Now a days social media is equally as important as the image you like to portray in person as well as your website, and I would even go as far to say that it is equivalent to telephone communication for many organisations. Many larger corporations respond quicker to tweets and Facebook messages than it takes the customer to get through to the correct person on the telephone. In addition, social sites are your opportunity to understand your customers and clients. They also enable you to talk to your current, new and potential client base instantly! You don’t have to wait until the paper press has printed the article or people have clicked to open their newsletter on their desktop.

So why oh why do we see brands repeatedly fail at their social media branding? Why are fuzzy Facebook pictures, badly cropped logos and busy twitter backgrounds continuing to plague the web by brands big enough to know better? Do they not realise that a badly branded social media page gives out the message in a widely used public sphere that not enough time, attention, or care is afforded to the most important part of any company: the public image of the brand.

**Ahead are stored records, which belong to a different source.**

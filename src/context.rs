//! Board Context
//!
//! Owns the `Board` for the running app and is the only path that
//! mutates it. Provided to components via the Leptos Context API.

use leptos::prelude::*;
use leptos_dragdrop::{DragEnd, DragOver};
use reactive_stores::Store;

use crate::board::{Board, BoardResult};
use crate::config::BoardConfig;
use crate::models::Item;
use crate::store::{store_publish, tier_items, BoardStore, BoardView, BoardViewStoreFields};

#[derive(Clone, Copy)]
pub struct BoardContext {
    board: StoredValue<Board>,
    store: BoardStore,
}

impl BoardContext {
    pub fn new(config: &BoardConfig) -> Self {
        let board = Board::from_config(config);
        let store = Store::new(BoardView::from_board(&board));
        Self { board: StoredValue::new(board), store }
    }

    /// Apply one operation, then publish if it changed anything
    fn apply<T>(&self, op: &str, f: impl FnOnce(&mut Board) -> BoardResult<T>) -> Option<T> {
        let result = self.board.try_update_value(f)?;
        self.board.with_value(|board| store_publish(&self.store, board));
        match result {
            Ok(value) => Some(value),
            Err(reason) => {
                log::debug!("{} skipped: {}", op, reason);
                None
            }
        }
    }

    pub fn drag_start(&self, active_id: &str) {
        log::debug!("drag start `{}`", active_id);
        self.apply("drag start", |board| {
            board.drag_start(active_id);
            Ok(())
        });
    }

    pub fn drag_over(&self, ev: &DragOver) {
        self.apply("drag over", |board| board.drag_over(ev));
    }

    pub fn drag_end(&self, ev: &DragEnd) {
        if ev.over_id.is_none() {
            log::debug!("drag cancelled `{}`", ev.active_id);
            self.apply("drag cancel", |board| {
                board.cancel_drag();
                Ok(())
            });
            return;
        }
        self.apply("drag end", |board| board.drag_end(ev));
    }

    pub fn add_to_pool(&self, contents: Vec<String>) {
        if let Some(ids) = self.apply("add to pool", |board| board.add_to_pool(contents)) {
            log::info!("added {} item(s) to the pool", ids.len());
        }
    }

    // ========================
    // Read-only views
    // ========================

    pub fn pool_items(&self) -> Memo<Vec<Item>> {
        let store = self.store;
        Memo::new(move |_| store.pool().get())
    }

    pub fn tier_items(&self, tier_id: String) -> Memo<Vec<Item>> {
        let store = self.store;
        Memo::new(move |_| store.tiers().with(|tiers| tier_items(tiers, &tier_id)))
    }

    pub fn active_item(&self) -> Memo<Option<Item>> {
        let store = self.store;
        Memo::new(move |_| store.active_item().get())
    }
}

pub fn use_board() -> BoardContext {
    use_context::<BoardContext>().expect("BoardContext should be provided")
}
//! Frontend Models
//!
//! Items, tiers and the container ids that locate them.

use std::fmt;

use serde::{Deserialize, Serialize};

/// Reserved id of the unranked pool container
pub const POOL_ID: &str = "pool";

/// How an item's content should be displayed
#[derive(Debug, Clone, Copy, PartialEq, Eq)]
pub enum ContentKind {
    Image,
    Text,
}

/// A draggable unit: an uploaded image reference or a text label
#[derive(Debug, Clone, PartialEq, Eq, Serialize, Deserialize)]
pub struct Item {
    pub id: String,
    pub content: String,
}

impl Item {
    pub fn new(id: impl Into<String>, content: impl Into<String>) -> Self {
        Self { id: id.into(), content: content.into() }
    }

    pub fn kind(&self) -> ContentKind {
        const IMAGE_PREFIXES: &[&str] = &["http://", "https://", "blob:", "data:image/"];
        if IMAGE_PREFIXES.iter().any(|p| self.content.starts_with(p)) {
            ContentKind::Image
        } else {
            ContentKind::Text
        }
    }
}

/// A named, colored bucket; item order is rank within the tier
#[derive(Debug, Clone, PartialEq, Eq, Serialize, Deserialize)]
pub struct Tier {
    pub id: String,
    pub label: String,
    pub color: String,
    pub items: Vec<Item>,
}

impl Tier {
    pub fn new(id: impl Into<String>, label: impl Into<String>, color: impl Into<String>) -> Self {
        Self {
            id: id.into(),
            label: label.into(),
            color: color.into(),
            items: Vec::new(),
        }
    }
}

/// Where an item can live
#[derive(Debug, Clone, PartialEq, Eq, Hash)]
pub enum ContainerId {
    Pool,
    Tier(String),
}

impl ContainerId {
    pub fn parse(id: &str) -> Self {
        if id == POOL_ID {
            ContainerId::Pool
        } else {
            ContainerId::Tier(id.to_string())
        }
    }

    pub fn as_str(&self) -> &str {
        match self {
            ContainerId::Pool => POOL_ID,
            ContainerId::Tier(id) => id,
        }
    }
}

impl fmt::Display for ContainerId {
    fn fmt(&self, f: &mut fmt::Formatter<'_>) -> fmt::Result {
        f.write_str(self.as_str())
    }
}

/// Resolved location of an item
#[derive(Debug, Clone, PartialEq, Eq)]
pub struct Placement {
    pub container: ContainerId,
    pub index: usize,
}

Hence we here at CuCo thought we would share our findings on what we have found can improve your social media platform for the next several weeks focusing on each platform on their own but we are starting on an overall overview relevant to them all:


It is never a good idea to squash logos/images or crop them badly to squeeze them into a profile image space – this shows your company hasn’t had the time, money or inclination to invest in the social media sphere, which is a bad message to put out to consumers who use social networking sites regularly. If you can’t be bothered to invest care and time into your brand or social media space, why should they?


Ensure you keep to the suggested word limit for each platform. Most of us (me included) have the tendency to want to over write or over explain, however with social media this can lose followers.

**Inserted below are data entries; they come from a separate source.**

//! Leptos DragDrop Utilities
//!
//! Simple sortable drag-and-drop for Leptos.
//!
//! Pointer events cover mouse, touch and pen. A movement threshold tells a
//! tap from a drag, and the element under the pointer is hit-tested against
//! `data-dnd-id`. Focusable draggables can also be picked up with Space or
//! Enter, moved between drop targets with the arrow keys and dropped again.

mod events;
mod geometry;
mod sortable;

pub use events::*;
pub use geometry::{is_below_center, point_from_mouse, rect_from_dom, Point, Rect};
pub use sortable::{array_move, DND_ID_ATTR};

use leptos::prelude::*;
use wasm_bindgen::closure::Closure;
use wasm_bindgen::JsCast;

/// DnD state signals
#[derive(Clone, Copy)]
pub struct DndSignals {
    /// Armed by pointerdown, not yet dragging
    pub pending_read: ReadSignal<Option<ActiveDrag>>,
    pub pending_write: WriteSignal<Option<ActiveDrag>>,
    pub active_read: ReadSignal<Option<ActiveDrag>>,
    pub active_write: WriteSignal<Option<ActiveDrag>>,
    pub over_read: ReadSignal<Option<OverTarget>>,
    pub over_write: WriteSignal<Option<OverTarget>>,
    /// Last known pointer position
    pub pointer_read: ReadSignal<Point>,
    pub pointer_write: WriteSignal<Point>,
}

impl DndSignals {
    pub fn is_active(&self, id: &str) -> bool {
        self.active_read.with(|a| a.as_ref().is_some_and(|a| a.id == id))
    }

    pub fn is_over(&self, id: &str) -> bool {
        self.over_read.with(|o| o.as_ref().is_some_and(|o| o.id == id))
    }

    /// Current rect of the dragged element following the pointer
    pub fn overlay_rect(&self) -> Option<Rect> {
        let pointer = self.pointer_read.get();
        self.active_read
            .with(|a| a.as_ref().and_then(|a| a.translated_rect(pointer)))
    }
}

pub fn create_dnd_signals() -> DndSignals {
    let (pending_read, pending_write) = signal(None::<ActiveDrag>);
    let (active_read, active_write) = signal(None::<ActiveDrag>);
    let (over_read, over_write) = signal(None::<OverTarget>);
    let (pointer_read, pointer_write) = signal(Point::default());
    DndSignals {
        pending_read,
        pending_write,
        active_read,
        active_write,
        over_read,
        over_write,
        pointer_read,
        pointer_write,
    }
}

/// End drag operation
pub fn end_drag(dnd: &DndSignals) {
    dnd.pending_write.set(None);
    dnd.active_write.set(None);
    dnd.over_write.set(None);
}

/// Create pointerdown handler for draggable items.
/// Records a pending drag with start position and element rect, and
/// captures the pointer so the release is seen wherever it happens.
pub fn make_on_pointerdown(dnd: DndSignals, item_id: String) -> impl Fn(web_sys::PointerEvent) + Clone + 'static {
    move |ev: web_sys::PointerEvent| {
        if !ev.is_primary() || ev.button() != 0 {
            return;
        }
        if dnd.active_read.get_untracked().is_some() {
            return;
        }
        // Ignore if target is input or button
        if let Some(target) = ev.target() {
            if target.dyn_ref::<web_sys::HtmlInputElement>().is_some() { return; }
            if target.dyn_ref::<web_sys::HtmlButtonElement>().is_some() { return; }
        }
        // Suppress native image drag and text selection
        ev.prevent_default();

        let element = ev
            .current_target()
            .and_then(|t| t.dyn_into::<web_sys::Element>().ok());
        if let Some(el) = &element {
            let _ = el.set_pointer_capture(ev.pointer_id());
        }
        dnd.pending_write.set(Some(ActiveDrag {
            id: item_id.clone(),
            sensor: Sensor::Pointer,
            origin: point_from_mouse(&ev),
            rect: element.map(|el| rect_from_dom(&el.get_bounding_client_rect())),
        }));
    }
}

fn document() -> Option<web_sys::Document> {
    web_sys::window()?.document()
}

fn over_target(element: &web_sys::Element) -> Option<OverTarget> {
    let id = element.get_attribute(DND_ID_ATTR)?;
    Some(OverTarget { id, rect: rect_from_dom(&element.get_bounding_client_rect()) })
}

/// Find the innermost drop target under the pointer
fn hit_test(point: Point) -> Option<OverTarget> {
    let hit = document()?.element_from_point(point.x as f32, point.y as f32)?;
    let target = hit.closest(&format!("[{}]", DND_ID_ATTR)).ok()??;
    over_target(&target)
}

/// Every drop target in document order
fn drop_targets() -> Vec<web_sys::Element> {
    let Some(nodes) = document().and_then(|d| d.query_selector_all(&format!("[{}]", DND_ID_ATTR)).ok()) else {
        return Vec::new();
    };
    (0..nodes.length())
        .filter_map(|i| nodes.item(i))
        .filter_map(|n| n.dyn_into::<web_sys::Element>().ok())
        .collect()
}

fn focus_draggable(id: &str) {
    let selector = format!("[{}=\"{}\"]", DND_ID_ATTR, id);
    if let Some(el) = document()
        .and_then(|d| d.query_selector(&selector).ok().flatten())
        .and_then(|el| el.dyn_into::<web_sys::HtmlElement>().ok())
    {
        let _ = el.focus();
    }
}

fn on_global_pointermove(dnd: DndSignals, callbacks: DndCallbacks, ev: &web_sys::PointerEvent) {
    let pointer = point_from_mouse(ev);

    // Promote a pending drag once moved beyond the threshold
    if dnd.active_read.get_untracked().is_none() {
        let Some(pending) = dnd.pending_read.get_untracked() else { return };
        if !pending.exceeds_threshold(pointer) {
            return;
        }
        dnd.pending_write.set(None);
        dnd.pointer_write.set(pointer);
        dnd.active_write.set(Some(pending.clone()));
        callbacks.on_start.run(DragStart { active_id: pending.id });
    }

    dnd.pointer_write.set(pointer);

    let Some(active) = dnd.active_read.get_untracked() else { return };
    if active.sensor != Sensor::Pointer {
        return;
    }
    let over = hit_test(pointer);
    if over_changed(dnd.over_read.get_untracked().as_ref(), over.as_ref()) {
        dnd.over_write.set(over.clone());
        callbacks.on_over.run(DragOver::new(&active, over.as_ref(), pointer));
    }
}

fn finish(dnd: DndSignals, callbacks: DndCallbacks, over_id: Option<String>) {
    let active = dnd.active_read.get_untracked();
    end_drag(&dnd);
    if let Some(active) = active {
        callbacks.on_end.run(DragEnd { active_id: active.id, over_id });
    }
}

/// Space or Enter on a focused draggable
fn pick_up(dnd: DndSignals, callbacks: DndCallbacks) -> bool {
    let Some(id) = document()
        .and_then(|d| d.active_element())
        .and_then(|el| el.get_attribute(DND_ID_ATTR))
    else {
        return false;
    };
    log::debug!("keyboard pick up `{}`", id);
    dnd.pending_write.set(None);
    dnd.over_write.set(None);
    dnd.active_write.set(Some(ActiveDrag {
        id: id.clone(),
        sensor: Sensor::Keyboard,
        origin: dnd.pointer_read.get_untracked(),
        rect: None,
    }));
    callbacks.on_start.run(DragStart { active_id: id });
    true
}

fn step_over(dnd: DndSignals, callbacks: DndCallbacks, active: &ActiveDrag, step: Step) {
    let targets = drop_targets();
    let ids: Vec<String> = targets
        .iter()
        .map(|el| el.get_attribute(DND_ID_ATTR).unwrap_or_default())
        .collect();
    let current = dnd.over_read.get_untracked().map(|o| o.id);
    let Some(index) = step_target(&ids, &active.id, current.as_deref(), step) else { return };
    let Some(over) = over_target(&targets[index]) else { return };

    dnd.over_write.set(Some(over.clone()));
    callbacks.on_over.run(DragOver::new(active, Some(&over), dnd.pointer_read.get_untracked()));
}

fn on_global_keydown(dnd: DndSignals, callbacks: DndCallbacks, ev: &web_sys::KeyboardEvent) {
    let key = ev.key();
    let is_toggle = key == " " || key == "Enter";
    if is_toggle && ev.repeat() {
        return;
    }

    let Some(active) = dnd.active_read.get_untracked() else {
        if is_toggle && pick_up(dnd, callbacks) {
            ev.prevent_default();
        }
        return;
    };

    if key == "Escape" {
        ev.prevent_default();
        finish(dnd, callbacks, None);
        return;
    }
    // Pointer drags only listen for Escape
    if active.sensor != Sensor::Keyboard {
        return;
    }

    if is_toggle {
        ev.prevent_default();
        let over_id = dnd.over_read.get_untracked().map(|o| o.id);
        finish(dnd, callbacks, over_id);
        // Cross-container moves re-render the tile
        request_animation_frame(move || focus_draggable(&active.id));
    } else if let Some(step) = Step::from_key(&key) {
        ev.prevent_default();
        step_over(dnd, callbacks, &active, step);
    }
}

/// Bind document-level handlers that drive the drag lifecycle:
/// pointermove (start/over), pointerup (end), pointercancel (cancel)
/// and keydown (keyboard drags, Escape cancels any drag).
pub fn bind_global_handlers(dnd: DndSignals, callbacks: DndCallbacks) {
    let Some(doc) = document() else { return };

    let on_pointermove = Closure::<dyn FnMut(web_sys::PointerEvent)>::new(move |ev: web_sys::PointerEvent| {
        on_global_pointermove(dnd, callbacks, &ev);
    });
    let _ = doc.add_event_listener_with_callback("pointermove", on_pointermove.as_ref().unchecked_ref());
    on_pointermove.forget();

    let on_pointerup = Closure::<dyn FnMut(web_sys::PointerEvent)>::new(move |_ev: web_sys::PointerEvent| {
        if dnd.active_read.get_untracked().is_some_and(|a| a.sensor == Sensor::Keyboard) {
            return;
        }
        let over_id = dnd.over_read.get_untracked().map(|o| o.id);
        finish(dnd, callbacks, over_id);
    });
    let _ = doc.add_event_listener_with_callback("pointerup", on_pointerup.as_ref().unchecked_ref());
    on_pointerup.forget();

    let on_pointercancel = Closure::<dyn FnMut(web_sys::PointerEvent)>::new(move |_ev: web_sys::PointerEvent| {
        if dnd.active_read.get_untracked().is_some_and(|a| a.sensor == Sensor::Keyboard) {
            return;
        }
        finish(dnd, callbacks, None);
    });
    let _ = doc.add_event_listener_with_callback("pointercancel", on_pointercancel.as_ref().unchecked_ref());
    on_pointercancel.forget();

    let on_keydown = Closure::<dyn FnMut(web_sys::KeyboardEvent)>::new(move |ev: web_sys::KeyboardEvent| {
        on_global_keydown(dnd, callbacks, &ev);
    });
    let _ = doc.add_event_listener_with_callback("keydown", on_keydown.as_ref().unchecked_ref());
    on_keydown.forget();
}
//! Circular buffer of recent log records.

use std::collections::VecDeque;
use std::fmt;

use chrono::{DateTime, Local};
use log::Level;

/// One captured log record
#[derive(Debug, Clone, PartialEq)]
pub struct LogEntry {
    pub timestamp: DateTime<Local>,
    pub level: Level,
    pub target: String,
    pub message: String,
}

impl fmt::Display for LogEntry {
    fn fmt(&self, f: &mut fmt::Formatter<'_>) -> fmt::Result {
        write!(
            f,
            "{} {:<5} {}: {}",
            self.timestamp.format("%H:%M:%S%.3f"),
            self.level,
            self.target,
            self.message
        )
    }
}

/// Fixed-capacity ring; the oldest entry is dropped when full
#[derive(Debug)]
pub struct RollingBuffer {
    entries: VecDeque<LogEntry>,
    capacity: usize,
}

impl RollingBuffer {
    pub fn new(capacity: usize) -> Self {
        let capacity = capacity.max(1);
        Self { entries: VecDeque::with_capacity(capacity), capacity }
    }

    pub fn push(&mut self, entry: LogEntry) {
        if self.entries.len() == self.capacity {
            self.entries.pop_front();
        }
        self.entries.push_back(entry);
    }

    pub fn len(&self) -> usize {
        self.entries.len()
    }

    pub fn is_empty(&self) -> bool {
        self.entries.is_empty()
    }

    pub fn capacity(&self) -> usize {
        self.capacity
    }

    /// Oldest first
    pub fn snapshot(&self) -> Vec<LogEntry> {
        self.entries.iter().cloned().collect()
    }
}

#[cfg(test)]
mod tests {
    use super::*;

    fn entry(message: &str) -> LogEntry {
        LogEntry {
            timestamp: Local::now(),
            level: Level::Info,
            target: "test".to_string(),
            message: message.to_string(),
        }
    }

    #[test]
    fn test_evicts_oldest() {
        let mut buf = RollingBuffer::new(2);
        buf.push(entry("a"));
        buf.push(entry("b"));
        buf.push(entry("c"));

        let messages: Vec<_> = buf.snapshot().into_iter().map(|e| e.message).collect();
        assert_eq!(messages, ["b", "c"]);
        assert_eq!(buf.len(), 2);
    }

    #[test]
    fn test_zero_capacity_holds_one() {
        let mut buf = RollingBuffer::new(0);
        assert_eq!(buf.capacity(), 1);
        buf.push(entry("a"));
        buf.push(entry("b"));
        assert_eq!(buf.snapshot()[0].message, "b");
    }

    #[test]
    fn test_display() {
        let line = entry("hello").to_string();
        assert!(line.contains("INFO"));
        assert!(line.ends_with("test: hello"));
    }
}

We advise not to simply copy and paste from one site to another as each site has it’s own customer group. We aren’t saying create or find three or four separate resources every day. We are simply suggesting that you take your time to adjust the posts to reach your correct audience.

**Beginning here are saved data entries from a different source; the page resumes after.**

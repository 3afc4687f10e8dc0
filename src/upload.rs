//! File Upload
//!
//! Turns selected files into displayable object URLs without reading them.

use web_sys::{HtmlInputElement, Url};

/// One object URL per selected file, in selection order.
/// Clears the input so the same files can be picked again.
pub fn object_urls(input: &HtmlInputElement) -> Vec<String> {
    let Some(files) = input.files() else {
        return Vec::new();
    };

    let urls = (0..files.length())
        .filter_map(|i| files.get(i))
        .filter_map(|file| match Url::create_object_url_with_blob(&file) {
            Ok(url) => Some(url),
            Err(e) => {
                log::warn!("could not create URL for {}: {:?}", file.name(), e);
                None
            }
        })
        .collect();

    input.set_value("");
    urls
}
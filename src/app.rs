//! Tier Maker App
//!
//! Wires the drag lifecycle into the board and lays out the tiers,
//! the pool and the drag overlay.

use leptos::prelude::*;
use leptos_dragdrop::{bind_global_handlers, create_dnd_signals, DndCallbacks, DragEnd, DragOver, DragStart};

use crate::components::{DragOverlay, ItemPool, LogPanel, TierRow};
use crate::config;
use crate::context::BoardContext;

#[component]
pub fn App() -> impl IntoView {
    let config = config::load();
    log::info!("board ready: {} tiers, {} seed items", config.tiers.len(), config.seed.len());

    // Provide context to all children
    let ctx = BoardContext::new(&config);
    provide_context(ctx);
    let dnd = create_dnd_signals();
    provide_context(dnd);

    bind_global_handlers(dnd, DndCallbacks {
        on_start: Callback::new(move |ev: DragStart| ctx.drag_start(&ev.active_id)),
        on_over: Callback::new(move |ev: DragOver| ctx.drag_over(&ev)),
        on_end: Callback::new(move |ev: DragEnd| ctx.drag_end(&ev)),
    });

    let on_add = Callback::new(move |contents: Vec<String>| ctx.add_to_pool(contents));

    view! {
        <div class="app-layout">
            <h1>"从夯到拉"</h1>

            <div class="tier-board">
                {config.tiers.into_iter().map(|tier| {
                    let items = ctx.tier_items(tier.id.clone());
                    view! {
                        <TierRow tier_id=tier.id label=tier.label color=tier.color items=items />
                    }
                }).collect_view()}
            </div>

            <ItemPool items=ctx.pool_items() on_add=on_add />

            <DragOverlay />

            <LogPanel />
        </div>
    }
}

There is quite a debate as to when is the best time to post on Facebook, Twitter, Linkedin, Pinterest, Google+ etc. Many sites will advice that between 1-4 is a popular time in the week, excluding Fridays as people lose interest after 3pm. There is also many suggestions that Sundays are good yet some organisations would dispute this as they will have an employee analysing this for them throughout the week and they would be able to pin point when exactly their audience is the most responsive. Hence we do recommend that you learn your customer behaviour and figure out the best trends for you.